Transcranial Direct Current Stimulation or tDCS is a Non-Invasive Brain Stimulation technique in which a device sends a small Direct Current (DC) derived from a small 9V battery across the scalp to modulate brain function. Electrodes (sponges soaked in salt water) are placed over certain parts of the head. The electrodes are held in place using a headband. The direct current flows through the electrodes, penetrating the scalp, creating a flow of electrical current in the brain. Usually a slight itching or tingling sensation can be felt on the scalp in the first few seconds. The weak currents enhance brain activity under the site of the electrodes.

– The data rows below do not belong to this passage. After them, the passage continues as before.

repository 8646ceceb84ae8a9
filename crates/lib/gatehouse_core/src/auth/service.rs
//! Authentication service: login, account creation and token validation.
//!
//! Login either completes every step and returns a token with a sanitized
//! account, or fails without exposing anything about the account.

use tracing::{debug, error, info, warn};

use super::AuthError;
use super::jwt::TokenKeys;
use crate::accounts::AccountStore;
use crate::models::account::{NewAccount, PublicAccount};
use crate::models::auth::TokenClaims;

/// Verified against when the email is unknown, so both failure paths cost one bcrypt check.
const DUMMY_PASSWORD: &str = "gatehouse-timing-equalizer";

/// Successful login.
#[derive(Debug, Clone)]
pub struct LoginOutcome {
    pub token: String,
    pub account: PublicAccount,
}

#[derive(Clone)]
pub struct AuthService {
    store: AccountStore,
    keys: TokenKeys,
    dummy_hash: String,
}

impl AuthService {
    pub fn new(store: AccountStore, keys: TokenKeys) -> Result<Self, AuthError> {
        let dummy_hash = store.hasher().hash(DUMMY_PASSWORD)?;
        Ok(Self {
            store,
            keys,
            dummy_hash,
        })
    }

    pub fn store(&self) -> &AccountStore {
        &self.store
    }

    pub fn keys(&self) -> &TokenKeys {
        &self.keys
    }

    /// Authenticate with email + password.
    ///
    /// Unknown email and wrong password both yield `InvalidCredentials`;
    /// infrastructure failures yield `Internal` with the cause only logged.
    pub async fn login(&self, email: &str, password: &str) -> Result<LoginOutcome, AuthError> {
        let account = match self.store.find_by_email(email).await {
            Ok(account) => Some(account),
            Err(AuthError::NotFound) => None,
            Err(e) => return Err(internal("account lookup", e)),
        };

        let Some(account) = account else {
            // Keep timing comparable with the wrong-password path.
            let _ = self
                .store
                .hasher()
                .verify_blocking(password.to_string(), self.dummy_hash.clone())
                .await;
            debug!(reason = "unknown_email", "login rejected");
            return Err(AuthError::InvalidCredentials);
        };

        let matches = self
            .store
            .hasher()
            .verify_blocking(password.to_string(), account.password_hash.clone())
            .await
            .map_err(|e| internal("password verification", e.into()))?;
        if !matches {
            warn!(account_id = %account.id, reason = "wrong_password", "login rejected");
            return Err(AuthError::InvalidCredentials);
        }

        let token = self
            .keys
            .issue(account.id, &account.email, account.role)
            .map_err(|e| internal("token issuance", e))?;

        info!(account_id = %account.id, role = %account.role, "login succeeded");
        Ok(LoginOutcome {
            token,
            account: account.into(),
        })
    }

    /// Create an account (bootstrap/admin path).
    pub async fn create_account(&self, input: NewAccount) -> Result<PublicAccount, AuthError> {
        match self.store.create(input).await {
            Ok(account) => Ok(account.into()),
            Err(e) if e.is_internal() => Err(internal("account creation", e)),
            Err(e) => Err(e),
        }
    }

    /// Validate a bearer token issued by this service.
    pub fn validate_token(&self, token: &str) -> Result<TokenClaims, AuthError> {
        self.keys.validate(token).map_err(|e| {
            debug!(reason = %e, "token rejected");
            AuthError::Token(e)
        })
    }

    /// Resolve the account a validated token refers to.
    ///
    /// A token whose subject no longer exists is treated as unauthenticated.
    pub async fn account_for_claims(
        &self,
        claims: &TokenClaims,
    ) -> Result<PublicAccount, AuthError> {
        let id = claims
            .account_uuid()
            .ok_or(AuthError::Token(super::TokenError::Malformed))?;
        match self.store.find_by_id(id).await {
            Ok(account) => Ok(account.into()),
            Err(AuthError::NotFound) => {
                debug!(account_id = %id, reason = "subject_missing", "token rejected");
                Err(AuthError::Token(super::TokenError::Malformed))
            }
            Err(e) => Err(internal("account lookup", e)),
        }
    }
}

/// Log the underlying cause and return a detail-free internal error.
fn internal(stage: &str, cause: AuthError) -> AuthError {
    error!(stage, error = %cause, "authentication infrastructure failure");
    AuthError::Internal(format!("{stage} failed"))
}

#[cfg(test)]
mod tests {
    use std::sync::Arc;

    use async_trait::async_trait;
    use chrono::Duration;
    use uuid::Uuid;

    use super::*;
    use crate::accounts::{
        AccountRepository, DEFAULT_MIN_PASSWORD_LENGTH, MemoryAccountRepository,
    };
    use crate::auth::TokenError;
    use crate::auth::jwt::DEFAULT_TOKEN_LIFETIME_SECS;
    use crate::auth::password::{MAX_PASSWORD_BYTES, MIN_BCRYPT_COST, PasswordHasher};
    use crate::models::account::{Account, NewAccountRecord, Role};

    const SECRET: &[u8] = b"service-test-secret";

    fn service_with(repo: Arc<dyn AccountRepository>) -> AuthService {
        let store = AccountStore::new(
            repo,
            PasswordHasher::new(MIN_BCRYPT_COST).unwrap(),
            DEFAULT_MIN_PASSWORD_LENGTH,
        );
        let keys = TokenKeys::new(SECRET, Duration::seconds(DEFAULT_TOKEN_LIFETIME_SECS)).unwrap();
        AuthService::new(store, keys).unwrap()
    }

    fn service() -> AuthService {
        service_with(Arc::new(MemoryAccountRepository::new()))
    }

    async fn with_alice() -> AuthService {
        let svc = service();
        svc.create_account(NewAccount::new("Alice", "alice@x.com", "secret123", "admin"))
            .await
            .unwrap();
        svc
    }

    #[tokio::test]
    async fn login_issues_token_carrying_role() {
        let svc = with_alice().await;
        let outcome = svc.login("alice@x.com", "secret123").await.unwrap();

        let claims = svc.validate_token(&outcome.token).unwrap();
        assert_eq!(claims.role, Role::Admin);
        assert_eq!(claims.email, "alice@x.com");
        assert_eq!(claims.account_id, outcome.account.id.to_string());
        assert_eq!(outcome.account.name, "Alice");
    }

    #[tokio::test]
    async fn login_matches_email_case_insensitively() {
        let svc = with_alice().await;
        assert!(svc.login("Alice@X.com", "secret123").await.is_ok());
    }

    #[tokio::test]
    async fn unknown_email_and_wrong_password_are_indistinguishable() {
        let svc = with_alice().await;
        let unknown = svc.login("nobody@x.com", "secret123").await.unwrap_err();
        let wrong = svc.login("alice@x.com", "wrongpass").await.unwrap_err();

        assert!(matches!(unknown, AuthError::InvalidCredentials));
        assert!(matches!(wrong, AuthError::InvalidCredentials));
        assert_eq!(unknown.to_string(), wrong.to_string());
        assert_eq!(unknown.public_message(), wrong.public_message());
    }

    #[tokio::test]
    async fn login_rejects_suffix_beyond_bcrypt_input_limit() {
        let svc = service();
        let password = "p".repeat(MAX_PASSWORD_BYTES);
        svc.create_account(NewAccount::new("Long", "long@x.com", password.clone(), "admin"))
            .await
            .unwrap();

        assert!(svc.login("long@x.com", &password).await.is_ok());
        let err = svc
            .login("long@x.com", &format!("{password}-anything"))
            .await
            .unwrap_err();
        assert!(matches!(err, AuthError::InvalidCredentials));
    }

    #[tokio::test]
    async fn validate_token_rejects_tampering() {
        let svc = with_alice().await;
        let outcome = svc.login("alice@x.com", "secret123").await.unwrap();
        let mut tampered = outcome.token.clone();
        tampered.push('x');
        assert!(matches!(
            svc.validate_token(&tampered),
            Err(AuthError::Token(_))
        ));
    }

    #[tokio::test]
    async fn account_for_claims_resolves_subject() {
        let svc = with_alice().await;
        let outcome = svc.login("alice@x.com", "secret123").await.unwrap();
        let claims = svc.validate_token(&outcome.token).unwrap();
        let account = svc.account_for_claims(&claims).await.unwrap();
        assert_eq!(account, outcome.account);
    }

    #[tokio::test]
    async fn account_for_claims_rejects_vanished_subject() {
        let repo = Arc::new(MemoryAccountRepository::new());
        let svc = service_with(repo.clone());
        let created = svc
            .create_account(NewAccount::new("Alice", "alice@x.com", "secret123", "admin"))
            .await
            .unwrap();
        let outcome = svc.login("alice@x.com", "secret123").await.unwrap();
        let claims = svc.validate_token(&outcome.token).unwrap();

        repo.soft_delete(created.id);
        assert!(matches!(
            svc.account_for_claims(&claims).await,
            Err(AuthError::Token(TokenError::Malformed))
        ));
    }

    /// Repository whose every call fails like an unreachable database.
    struct BrokenRepository;

    #[async_trait]
    impl AccountRepository for BrokenRepository {
        async fn insert(&self, _record: NewAccountRecord) -> Result<Account, AuthError> {
            Err(AuthError::DbError(sqlx::Error::PoolTimedOut))
        }
        async fn find_by_email(&self, _email: &str) -> Result<Option<Account>, AuthError> {
            Err(AuthError::DbError(sqlx::Error::PoolTimedOut))
        }
        async fn find_by_id(&self, _id: Uuid) -> Result<Option<Account>, AuthError> {
            Err(AuthError::DbError(sqlx::Error::PoolTimedOut))
        }
        async fn count_by_role(&self, _role: Role) -> Result<i64, AuthError> {
            Err(AuthError::DbError(sqlx::Error::PoolTimedOut))
        }
    }

    #[tokio::test]
    async fn persistence_failure_is_internal_without_detail() {
        let svc = service_with(Arc::new(BrokenRepository));
        let err = svc.login("alice@x.com", "secret123").await.unwrap_err();
        assert!(matches!(err, AuthError::Internal(_)));
        assert!(!err.to_string().contains("pool timed out"));

        let err = svc
            .create_account(NewAccount::new("Alice", "alice@x.com", "secret123", "admin"))
            .await
            .unwrap_err();
        assert!(matches!(err, AuthError::Internal(_)));
    }

    #[tokio::test]
    async fn create_account_returns_public_view() {
        let svc = service();
        let account = svc
            .create_account(NewAccount::new("Root", "root@x.com", "secret123", "superadmin"))
            .await
            .unwrap();
        assert_eq!(account.role, Role::Superadmin);
        let json = serde_json::to_value(&account).unwrap();
        assert!(json.get("passwordHash").is_none());
    }
}
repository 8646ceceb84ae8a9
pub mod formats;

use flexi_logger::{Logger, LoggerHandle};

use crate::Error;

/// Start logging to stdout. Keep the handle alive for the life of the process.
pub fn init() -> Result<LoggerHandle, Error> {
    let handle = Logger::try_with_env_or_str("info")?
        .format(formats::cli_format)
        .log_to_stdout()
        .start()?;

    Ok(handle)
}
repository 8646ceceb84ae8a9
//! Database migration support.
//!
//! Embeds and runs SQL migrations from `gatehouse_core/migrations/`.

use sqlx::PgPool;

/// Run all embedded database migrations against the given pool.
pub async fn migrate(pool: &PgPool) -> Result<(), sqlx::migrate::MigrateError> {
    sqlx::migrate!("./migrations").run(pool).await
}
//! JWT token generation and verification.
//!
//! Tokens are compact HS256 JWTs (`header.payload.signature`, base64url), so
//! any standard JWT library holding the same secret can verify them.

use std::fmt;

use base64::Engine;
use base64::engine::general_purpose::URL_SAFE_NO_PAD;
use chrono::{DateTime, Duration, Utc};
use jsonwebtoken::errors::ErrorKind;
use jsonwebtoken::{Algorithm, DecodingKey, EncodingKey, Header, Validation, decode, encode};
use serde::Deserialize;
use uuid::Uuid;

use super::{AuthError, TokenError};
use crate::models::account::Role;
use crate::models::auth::TokenClaims;

/// Value of the `iss` claim on every token this service issues.
pub const TOKEN_ISSUER: &str = "gatehouse-api";

/// Default token lifetime: 24 hours.
pub const DEFAULT_TOKEN_LIFETIME_SECS: i64 = 24 * 60 * 60;

const SIGNING_ALGORITHM: Algorithm = Algorithm::HS256;

/// Only the field we need to reject algorithm confusion before verifying.
#[derive(Deserialize)]
struct RawHeader {
    alg: Option<String>,
}

/// Signing material plus token lifetime.
#[derive(Clone)]
pub struct TokenKeys {
    encoding: EncodingKey,
    decoding: DecodingKey,
    lifetime: Duration,
}

impl fmt::Debug for TokenKeys {
    fn fmt(&self, f: &mut fmt::Formatter<'_>) -> fmt::Result {
        f.debug_struct("TokenKeys")
            .field("secret", &"<redacted>")
            .field("lifetime", &self.lifetime)
            .finish()
    }
}

impl TokenKeys {
    /// Build keys from a shared secret. An empty secret is a configuration error.
    pub fn new(secret: &[u8], lifetime: Duration) -> Result<Self, AuthError> {
        if secret.is_empty() {
            return Err(AuthError::Configuration(
                "token signing secret must not be empty".into(),
            ));
        }
        if lifetime <= Duration::zero() {
            return Err(AuthError::Configuration(
                "token lifetime must be positive".into(),
            ));
        }
        Ok(Self {
            encoding: EncodingKey::from_secret(secret),
            decoding: DecodingKey::from_secret(secret),
            lifetime,
        })
    }

    pub fn lifetime(&self) -> Duration {
        self.lifetime
    }

    /// Issue a signed token for the account, valid from now for the configured lifetime.
    pub fn issue(&self, account_id: Uuid, email: &str, role: Role) -> Result<String, AuthError> {
        self.issue_at(account_id, email, role, Utc::now())
    }

    /// Issue a token as if the clock read `now`.
    pub fn issue_at(
        &self,
        account_id: Uuid,
        email: &str,
        role: Role,
        now: DateTime<Utc>,
    ) -> Result<String, AuthError> {
        let claims = TokenClaims {
            account_id: account_id.to_string(),
            email: email.to_string(),
            role,
            issued_at: now.timestamp(),
            expires_at: (now + self.lifetime).timestamp(),
            issuer: TOKEN_ISSUER.to_string(),
        };
        encode(&Header::new(SIGNING_ALGORITHM), &claims, &self.encoding)
            .map_err(|e| AuthError::Internal(format!("jwt encode: {e}")))
    }

    /// Verify signature, algorithm, issuer and expiry; return the claims.
    pub fn validate(&self, token: &str) -> Result<TokenClaims, TokenError> {
        check_structure(token)?;

        let mut validation = Validation::new(SIGNING_ALGORITHM);
        validation.leeway = 0;
        validation.validate_exp = true;
        validation.set_issuer(&[TOKEN_ISSUER]);
        validation.set_required_spec_claims(&["exp", "iat", "iss", "sub"]);

        let claims = decode::<TokenClaims>(token, &self.decoding, &validation)
            .map_err(|e| classify(e.kind()))?
            .claims;

        // Strictly before expiry; the library accepts exp == now.
        if claims.expires_at <= Utc::now().timestamp() {
            return Err(TokenError::Expired);
        }
        Ok(claims)
    }
}

/// Reject tokens that are not three segments, whose header does not name
/// HS256, or whose signature segment is not valid base64url.
fn check_structure(token: &str) -> Result<(), TokenError> {
    let mut parts = token.split('.');
    let (Some(header), Some(payload), Some(signature), None) =
        (parts.next(), parts.next(), parts.next(), parts.next())
    else {
        return Err(TokenError::Malformed);
    };
    if header.is_empty() || payload.is_empty() {
        return Err(TokenError::Malformed);
    }

    let raw = URL_SAFE_NO_PAD
        .decode(header)
        .map_err(|_| TokenError::Malformed)?;
    let header: RawHeader = serde_json::from_slice(&raw).map_err(|_| TokenError::Malformed)?;
    if header.alg.as_deref() != Some("HS256") {
        return Err(TokenError::AlgorithmMismatch);
    }

    if signature.is_empty() || URL_SAFE_NO_PAD.decode(signature).is_err() {
        return Err(TokenError::SignatureInvalid);
    }
    Ok(())
}

fn classify(kind: &ErrorKind) -> TokenError {
    match kind {
        ErrorKind::ExpiredSignature => TokenError::Expired,
        ErrorKind::InvalidSignature => TokenError::SignatureInvalid,
        ErrorKind::InvalidAlgorithm | ErrorKind::InvalidAlgorithmName => {
            TokenError::AlgorithmMismatch
        }
        _ => TokenError::Malformed,
    }
}

/// Issue a token with the default 24 hour lifetime.
pub fn issue_token(
    account_id: Uuid,
    email: &str,
    role: Role,
    secret: &[u8],
) -> Result<String, AuthError> {
    TokenKeys::new(secret, Duration::seconds(DEFAULT_TOKEN_LIFETIME_SECS))?
        .issue(account_id, email, role)
}

/// Validate a token against a shared secret.
pub fn validate_token(token: &str, secret: &[u8]) -> Result<TokenClaims, AuthError> {
    let keys = TokenKeys::new(secret, Duration::seconds(DEFAULT_TOKEN_LIFETIME_SECS))?;
    Ok(keys.validate(token)?)
}
//! Account domain models.
//!
//! `Account` is the stored record and carries the password hash. It is never
//! serialized; everything that leaves the core goes through `PublicAccount`.

use std::fmt;
use std::str::FromStr;

use chrono::{DateTime, Utc};
use serde::{Deserialize, Serialize};
use uuid::Uuid;

use crate::auth::AuthError;

/// The closed set of roles an account may hold.
#[derive(Debug, Clone, Copy, PartialEq, Eq, Hash, Serialize, Deserialize)]
#[serde(rename_all = "lowercase")]
pub enum Role {
    Admin,
    Superadmin,
}

impl Role {
    /// Every valid role, in ascending order of privilege.
    pub const ALL: [Role; 2] = [Role::Admin, Role::Superadmin];

    pub fn as_str(&self) -> &'static str {
        match self {
            Role::Admin => "admin",
            Role::Superadmin => "superadmin",
        }
    }
}

impl fmt::Display for Role {
    fn fmt(&self, f: &mut fmt::Formatter<'_>) -> fmt::Result {
        f.write_str(self.as_str())
    }
}

impl FromStr for Role {
    type Err = AuthError;

    fn from_str(s: &str) -> Result<Self, Self::Err> {
        Role::ALL
            .into_iter()
            .find(|role| role.as_str() == s)
            .ok_or_else(|| AuthError::InvalidRole(s.to_string()))
    }
}

/// Stored account record, including the bcrypt hash.
#[derive(Clone, PartialEq, Eq)]
pub struct Account {
    pub id: Uuid,
    pub name: String,
    pub email: String,
    pub password_hash: String,
    pub role: Role,
    pub created_at: DateTime<Utc>,
    pub updated_at: DateTime<Utc>,
    /// Set when the account has been soft-deleted; such accounts are invisible to lookups.
    pub deleted_at: Option<DateTime<Utc>>,
}

impl Account {
    pub fn is_deleted(&self) -> bool {
        self.deleted_at.is_some()
    }
}

impl From<Account> for PublicAccount {
    fn from(account: Account) -> Self {
        PublicAccount {
            id: account.id,
            name: account.name,
            email: account.email,
            role: account.role,
            created_at: account.created_at,
            updated_at: account.updated_at,
        }
    }
}

// Hand-written so the hash never ends up in logs.
impl fmt::Debug for Account {
    fn fmt(&self, f: &mut fmt::Formatter<'_>) -> fmt::Result {
        f.debug_struct("Account")
            .field("id", &self.id)
            .field("name", &self.name)
            .field("email", &self.email)
            .field("password_hash", &"<redacted>")
            .field("role", &self.role)
            .field("created_at", &self.created_at)
            .field("updated_at", &self.updated_at)
            .field("deleted_at", &self.deleted_at)
            .finish()
    }
}

/// Account as exposed to callers of the core.
#[derive(Debug, Clone, PartialEq, Eq, Serialize, Deserialize)]
#[serde(rename_all = "camelCase")]
pub struct PublicAccount {
    pub id: Uuid,
    pub name: String,
    pub email: String,
    pub role: Role,
    pub created_at: DateTime<Utc>,
    pub updated_at: DateTime<Utc>,
}

/// Input to account creation. The password is plaintext and is hashed by the store.
#[derive(Clone)]
pub struct NewAccount {
    pub name: String,
    pub email: String,
    pub password: String,
    pub role: String,
}

impl NewAccount {
    pub fn new(
        name: impl Into<String>,
        email: impl Into<String>,
        password: impl Into<String>,
        role: impl Into<String>,
    ) -> Self {
        Self {
            name: name.into(),
            email: email.into(),
            password: password.into(),
            role: role.into(),
        }
    }
}

impl fmt::Debug for NewAccount {
    fn fmt(&self, f: &mut fmt::Formatter<'_>) -> fmt::Result {
        f.debug_struct("NewAccount")
            .field("name", &self.name)
            .field("email", &self.email)
            .field("password", &"<redacted>")
            .field("role", &self.role)
            .finish()
    }
}

/// Validated, hashed record handed to a repository for insertion.
#[derive(Clone)]
pub struct NewAccountRecord {
    pub name: String,
    pub email: String,
    pub password_hash: String,
    pub role: Role,
}

/// Canonical form used for storage and lookup: trimmed and lowercased.
pub fn normalize_email(email: &str) -> String {
    email.trim().to_lowercase()
}

#[cfg(test)]
mod tests {
    use super::*;

    fn sample_account() -> Account {
        let now = Utc::now();
        Account {
            id: crate::uuid::uuidv7(),
            name: "Alice".into(),
            email: "alice@x.com".into(),
            password_hash: "$2b$04$abcdefghijklmnopqrstuv".into(),
            role: Role::Admin,
            created_at: now,
            updated_at: now,
            deleted_at: None,
        }
    }

    #[test]
    fn role_parses_only_known_values() {
        assert_eq!("admin".parse::<Role>().unwrap(), Role::Admin);
        assert_eq!("superadmin".parse::<Role>().unwrap(), Role::Superadmin);
        assert!(matches!(
            "owner".parse::<Role>(),
            Err(AuthError::InvalidRole(r)) if r == "owner"
        ));
        assert!("Admin".parse::<Role>().is_err());
        assert!("".parse::<Role>().is_err());
    }

    #[test]
    fn role_serializes_lowercase() {
        assert_eq!(serde_json::to_string(&Role::Superadmin).unwrap(), "\"superadmin\"");
        assert_eq!(Role::Admin.to_string(), "admin");
    }

    #[test]
    fn public_view_has_no_hash() {
        let account = sample_account();
        let json = serde_json::to_value(PublicAccount::from(account)).unwrap();
        assert!(json.get("passwordHash").is_none());
        assert!(json.get("password_hash").is_none());
        assert_eq!(json["email"], "alice@x.com");
        assert_eq!(json["role"], "admin");
    }

    #[test]
    fn debug_output_redacts_secrets() {
        let account = sample_account();
        let rendered = format!("{account:?}");
        assert!(!rendered.contains("$2b$"));

        let input = NewAccount::new("Alice", "alice@x.com", "secret123", "admin");
        assert!(!format!("{input:?}").contains("secret123"));
    }

    #[test]
    fn normalize_email_trims_and_lowercases() {
        assert_eq!(normalize_email("  Alice@X.com "), "alice@x.com");
    }
}
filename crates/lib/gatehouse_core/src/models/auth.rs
//! Token claim models.

use serde::{Deserialize, Serialize};
use uuid::Uuid;

use super::account::Role;

/// JWT claims embedded in session tokens. Never persisted.
#[derive(Debug, Clone, PartialEq, Eq, Serialize, Deserialize)]
pub struct TokenClaims {
    /// Subject: the account id (standard JWT `sub` claim).
    #[serde(rename = "sub")]
    pub account_id: String,
    pub email: String,
    pub role: Role,
    /// Issued at (unix timestamp).
    #[serde(rename = "iat")]
    pub issued_at: i64,
    /// Expiry (unix timestamp).
    #[serde(rename = "exp")]
    pub expires_at: i64,
    #[serde(rename = "iss")]
    pub issuer: String,
}

impl TokenClaims {
    /// The subject parsed back into an account id.
    pub fn account_uuid(&self) -> Option<Uuid> {
        crate::uuid::parse_account_id(&self.account_id)
    }
}
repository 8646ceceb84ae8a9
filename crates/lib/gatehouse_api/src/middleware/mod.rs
//! Request middleware.

pub mod auth;
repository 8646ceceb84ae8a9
//! Request handlers.

pub mod accounts;
pub mod auth;
pub mod health;
//! # gatehouse_api
//!
//! HTTP API library for Gatehouse.

pub mod config;
pub mod error;
pub mod handlers;
pub mod middleware;
pub mod models;
pub mod routes;

use std::sync::Arc;

use axum::Router;
use axum::routing::{get, post};
use gatehouse_core::auth::service::AuthService;
use sqlx::PgPool;
use tower_http::cors::{Any, CorsLayer};

use crate::handlers::{accounts, auth, health};

/// Shared application state passed to all handlers.
#[derive(Clone)]
pub struct AppState {
    /// Login, account creation and token validation.
    pub auth: Arc<AuthService>,
}

impl AppState {
    pub fn new(auth: AuthService) -> Self {
        Self {
            auth: Arc::new(auth),
        }
    }
}

/// Run embedded database migrations.
///
/// Delegates to `gatehouse_core::migrate::migrate()` which owns the migration files.
pub async fn migrate(pool: &PgPool) -> Result<(), sqlx::migrate::MigrateError> {
    gatehouse_core::migrate::migrate(pool).await
}

/// Builds the Axum router with all routes and shared state.
pub fn router(state: AppState) -> Router {
    let cors = CorsLayer::new()
        .allow_origin(Any)
        .allow_methods(Any)
        .allow_headers(Any);

    // Public routes (no auth required)
    let public = Router::new()
        .route(routes::GET_API_HEALTH, get(health::health_handler))
        .route(routes::POST_AUTH_LOGIN, post(auth::login_handler));

    // Protected routes (require a valid bearer token)
    let protected = Router::new()
        .route(routes::GET_AUTH_ME, get(auth::me_handler))
        .route(routes::POST_ACCOUNTS, post(accounts::create_account_handler))
        .route(routes::GET_ACCOUNTS_ID, get(accounts::get_account_handler))
        .layer(axum::middleware::from_fn_with_state(
            state.clone(),
            middleware::auth::require_auth,
        ));

    Router::new()
        .merge(public)
        .merge(protected)
        .layer(cors)
        .with_state(state)
}
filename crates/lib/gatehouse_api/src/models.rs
//! Request and response bodies.

use gatehouse_core::models::account::PublicAccount;
use serde::{Deserialize, Serialize};

use crate::error::{AppError, AppResult};

/// Error body returned for every failed request.
#[derive(Debug, Clone, Serialize, Deserialize)]
pub struct ErrorResponse {
    pub error: String,
    pub message: String,
}

#[derive(Debug, Clone, Serialize, Deserialize)]
pub struct HealthResponse {
    pub status: String,
}

#[derive(Clone, Deserialize)]
pub struct LoginRequest {
    pub email: String,
    pub password: String,
}

impl LoginRequest {
    /// Shape checks done before the request reaches the core.
    pub fn validate(&self, min_password_length: usize) -> AppResult<()> {
        let email = self.email.trim();
        if email.is_empty() || !email.contains('@') {
            return Err(AppError::Validation("A valid email is required".into()));
        }
        if self.password.chars().count() < min_password_length {
            return Err(AppError::Validation(format!(
                "Password must be at least {min_password_length} characters"
            )));
        }
        Ok(())
    }
}

#[derive(Debug, Clone, Serialize, Deserialize)]
#[serde(rename_all = "camelCase")]
pub struct LoginResponse {
    pub token: String,
    pub token_type: String,
    /// Token lifetime in seconds.
    pub expires_in: i64,
    pub account: PublicAccount,
}

#[derive(Clone, Deserialize)]
pub struct CreateAccountRequest {
    pub name: String,
    pub email: String,
    pub password: String,
    pub role: String,
}

#[cfg(test)]
mod tests {
    use super::*;

    fn request(email: &str, password: &str) -> LoginRequest {
        LoginRequest {
            email: email.into(),
            password: password.into(),
        }
    }

    #[test]
    fn login_request_shape_is_checked() {
        assert!(request("alice@x.com", "secret123").validate(6).is_ok());
        assert!(matches!(
            request("", "secret123").validate(6),
            Err(AppError::Validation(_))
        ));
        assert!(matches!(
            request("alice", "secret123").validate(6),
            Err(AppError::Validation(_))
        ));
        assert!(matches!(
            request("alice@x.com", "12345").validate(6),
            Err(AppError::Validation(_))
        ));
    }
}
//! Authentication request handlers.

use axum::extract::State;
use axum::extract::rejection::JsonRejection;
use axum::{Extension, Json};
use gatehouse_core::models::account::PublicAccount;

use crate::AppState;
use crate::error::AppResult;
use crate::middleware::auth::AuthenticatedAccount;
use crate::models::{LoginRequest, LoginResponse};

/// `POST /api/auth/login`: authenticate with email + password.
pub async fn login_handler(
    State(state): State<AppState>,
    body: Result<Json<LoginRequest>, JsonRejection>,
) -> AppResult<Json<LoginResponse>> {
    let Json(body) = body?;
    body.validate(state.auth.store().min_password_length())?;

    let outcome = state.auth.login(&body.email, &body.password).await?;
    Ok(Json(LoginResponse {
        token: outcome.token,
        token_type: "Bearer".to_string(),
        expires_in: state.auth.keys().lifetime().num_seconds(),
        account: outcome.account,
    }))
}

/// `GET /api/auth/me`: the account the bearer token was issued for.
pub async fn me_handler(
    State(state): State<AppState>,
    Extension(AuthenticatedAccount(claims)): Extension<AuthenticatedAccount>,
) -> AppResult<Json<PublicAccount>> {
    let account = state.auth.account_for_claims(&claims).await?;
    Ok(Json(account))
}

What are the indications for tDCS?

tDCS is considered to safely induce reversible changes in neuron excitation and can induce benefits in various conditions, such as:

1. Treatment of depression
2. Anxiety Disorders
3. Alzheimer’s disease
4. Fibromyalgia
5. Chronic neuropathic pain
6. Migraine
7. Chronic Headache
8. Parkinsonism
9. Post- Stroke recovery
10. Tinnitus (ringing in the ears)
11. Multiple Sclerosis
12. Enhancement of Learning
13. Enhancement of Cognitive Skills such as Attention and Memory
14. Enhancement of Language and Mathematical Ability

What are the effects of tDCS on the brain?

tDCS has a significant effect on neurological activity in the targeted parts of the brain. Each device has an Anodal electrode and a Cathodal electrode. The Anodal electrode is the positively charged electrode and the Cathodal electrode is the negatively charged electrode. The current flows from the cathodal electrode to the anodal electrode, creating a circuit. Thus, there are two types of stimulation with tDCS – Anodal and Cathodal stimulation. Anodal stimulation acts to excite neuronal activity while Cathodal stimulation inhibits or reduces neuronal activity. In other words, tDCS stimulation changes brain function either by causing the neuron resting membrane potential to depolarize or hyper polarize. When positive stimulation is delivered, the current causes a depolarization of the resting membrane potential, which increases excitability of brain cells and allows for more spontaneous cell firing. Negative stimulation causes a hyper polarization and decreases or inhibits neuron function.

One of the most important aspects of tDCS is its ability to achieve and cause sustained cortical (brain activity) changes even after the stimulation is ended. The duration of this change depends on the length of stimulation as well as the intensity of current.